> **What the task requires**: Please go line by line through the material and copy each one containing the word "with".

> **Recorded information**:
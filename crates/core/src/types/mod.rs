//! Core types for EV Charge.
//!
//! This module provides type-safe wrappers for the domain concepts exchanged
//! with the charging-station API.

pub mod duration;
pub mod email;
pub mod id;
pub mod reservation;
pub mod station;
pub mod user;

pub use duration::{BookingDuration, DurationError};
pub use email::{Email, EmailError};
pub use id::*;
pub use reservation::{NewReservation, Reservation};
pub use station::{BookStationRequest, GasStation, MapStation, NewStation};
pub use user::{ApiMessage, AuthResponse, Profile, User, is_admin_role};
* * *
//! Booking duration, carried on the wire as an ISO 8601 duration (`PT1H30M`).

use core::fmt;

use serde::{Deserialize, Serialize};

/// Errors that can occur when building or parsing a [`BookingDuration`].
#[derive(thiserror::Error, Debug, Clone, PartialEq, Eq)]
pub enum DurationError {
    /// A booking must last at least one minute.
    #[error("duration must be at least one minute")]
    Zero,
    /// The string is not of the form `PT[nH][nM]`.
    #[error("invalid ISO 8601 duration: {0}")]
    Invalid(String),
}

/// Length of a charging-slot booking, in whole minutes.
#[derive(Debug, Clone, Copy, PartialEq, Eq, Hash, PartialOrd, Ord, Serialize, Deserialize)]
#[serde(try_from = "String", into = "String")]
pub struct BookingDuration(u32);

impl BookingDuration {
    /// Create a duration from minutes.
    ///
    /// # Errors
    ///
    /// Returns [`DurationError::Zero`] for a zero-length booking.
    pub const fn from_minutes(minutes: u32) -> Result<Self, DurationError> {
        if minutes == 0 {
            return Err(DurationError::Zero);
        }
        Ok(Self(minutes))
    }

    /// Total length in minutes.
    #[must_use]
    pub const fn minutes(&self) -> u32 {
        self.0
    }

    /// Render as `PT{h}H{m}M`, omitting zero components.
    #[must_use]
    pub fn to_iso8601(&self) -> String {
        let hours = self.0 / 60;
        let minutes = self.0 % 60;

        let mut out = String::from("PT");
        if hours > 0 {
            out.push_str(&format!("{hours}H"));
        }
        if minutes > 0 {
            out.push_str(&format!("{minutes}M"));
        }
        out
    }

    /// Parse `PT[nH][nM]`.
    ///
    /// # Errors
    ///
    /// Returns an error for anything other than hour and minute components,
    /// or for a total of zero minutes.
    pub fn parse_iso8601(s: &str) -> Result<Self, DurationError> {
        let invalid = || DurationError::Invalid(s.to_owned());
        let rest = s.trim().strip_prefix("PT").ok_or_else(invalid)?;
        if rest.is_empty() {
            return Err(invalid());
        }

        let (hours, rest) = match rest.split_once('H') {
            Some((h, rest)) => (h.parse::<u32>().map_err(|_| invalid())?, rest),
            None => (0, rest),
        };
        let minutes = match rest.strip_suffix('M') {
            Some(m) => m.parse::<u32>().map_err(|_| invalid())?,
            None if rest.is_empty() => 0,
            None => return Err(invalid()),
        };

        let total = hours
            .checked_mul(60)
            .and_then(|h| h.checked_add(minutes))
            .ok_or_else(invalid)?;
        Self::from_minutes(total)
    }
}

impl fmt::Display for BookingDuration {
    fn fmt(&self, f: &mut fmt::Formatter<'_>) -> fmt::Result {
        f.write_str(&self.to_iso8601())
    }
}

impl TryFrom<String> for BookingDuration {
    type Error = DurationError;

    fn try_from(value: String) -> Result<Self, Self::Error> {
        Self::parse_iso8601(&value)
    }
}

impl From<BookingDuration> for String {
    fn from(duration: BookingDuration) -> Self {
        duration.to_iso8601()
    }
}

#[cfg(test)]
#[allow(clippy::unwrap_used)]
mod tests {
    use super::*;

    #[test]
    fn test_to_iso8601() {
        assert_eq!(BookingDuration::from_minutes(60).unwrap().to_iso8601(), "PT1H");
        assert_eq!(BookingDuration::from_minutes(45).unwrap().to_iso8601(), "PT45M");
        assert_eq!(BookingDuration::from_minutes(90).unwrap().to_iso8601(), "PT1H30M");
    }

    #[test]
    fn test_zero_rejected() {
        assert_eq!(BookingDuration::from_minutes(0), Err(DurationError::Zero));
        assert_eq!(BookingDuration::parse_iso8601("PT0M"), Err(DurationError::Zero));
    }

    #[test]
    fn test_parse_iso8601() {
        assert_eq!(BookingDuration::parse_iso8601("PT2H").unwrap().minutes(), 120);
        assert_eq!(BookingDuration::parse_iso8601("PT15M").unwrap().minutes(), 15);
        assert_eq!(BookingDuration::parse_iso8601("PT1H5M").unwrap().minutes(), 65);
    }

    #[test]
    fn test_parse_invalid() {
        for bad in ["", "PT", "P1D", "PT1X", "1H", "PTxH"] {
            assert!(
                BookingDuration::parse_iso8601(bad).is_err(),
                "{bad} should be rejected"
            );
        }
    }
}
---
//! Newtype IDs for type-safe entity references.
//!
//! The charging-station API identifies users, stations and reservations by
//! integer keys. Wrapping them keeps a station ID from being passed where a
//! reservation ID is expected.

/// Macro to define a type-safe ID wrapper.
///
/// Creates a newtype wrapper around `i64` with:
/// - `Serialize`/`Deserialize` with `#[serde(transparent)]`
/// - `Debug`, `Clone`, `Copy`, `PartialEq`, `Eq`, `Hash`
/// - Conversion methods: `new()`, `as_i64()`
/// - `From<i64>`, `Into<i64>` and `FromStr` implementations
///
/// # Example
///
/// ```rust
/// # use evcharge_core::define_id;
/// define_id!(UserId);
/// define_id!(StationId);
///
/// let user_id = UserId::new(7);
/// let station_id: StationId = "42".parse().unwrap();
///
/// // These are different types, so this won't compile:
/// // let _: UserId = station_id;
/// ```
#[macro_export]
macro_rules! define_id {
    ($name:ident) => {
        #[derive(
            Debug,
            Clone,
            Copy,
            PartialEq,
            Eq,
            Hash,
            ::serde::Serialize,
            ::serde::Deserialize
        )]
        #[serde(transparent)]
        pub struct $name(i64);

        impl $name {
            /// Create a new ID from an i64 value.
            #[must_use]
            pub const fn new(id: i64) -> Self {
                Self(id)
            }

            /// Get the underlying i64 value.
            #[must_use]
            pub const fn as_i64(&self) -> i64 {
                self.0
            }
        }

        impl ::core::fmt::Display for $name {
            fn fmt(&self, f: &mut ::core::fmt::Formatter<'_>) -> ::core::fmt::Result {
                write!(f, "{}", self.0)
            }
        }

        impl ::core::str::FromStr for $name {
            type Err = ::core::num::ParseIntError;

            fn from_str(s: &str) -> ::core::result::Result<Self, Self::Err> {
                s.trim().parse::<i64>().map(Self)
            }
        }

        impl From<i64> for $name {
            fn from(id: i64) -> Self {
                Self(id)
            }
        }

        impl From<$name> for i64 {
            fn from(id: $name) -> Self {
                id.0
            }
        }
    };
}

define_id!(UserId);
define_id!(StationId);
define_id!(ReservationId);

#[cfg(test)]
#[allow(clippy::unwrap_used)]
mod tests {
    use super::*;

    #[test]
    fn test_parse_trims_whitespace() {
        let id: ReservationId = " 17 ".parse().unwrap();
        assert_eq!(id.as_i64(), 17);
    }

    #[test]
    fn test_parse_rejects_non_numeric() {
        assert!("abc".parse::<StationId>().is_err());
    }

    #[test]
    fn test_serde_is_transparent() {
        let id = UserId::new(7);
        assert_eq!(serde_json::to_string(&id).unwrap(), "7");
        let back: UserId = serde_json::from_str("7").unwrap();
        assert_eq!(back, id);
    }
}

> **Exercise output**:
//! with the charging-station API.
/// Creates a newtype wrapper around `i64` with:
/// - `Serialize`/`Deserialize` with `#[serde(transparent)]`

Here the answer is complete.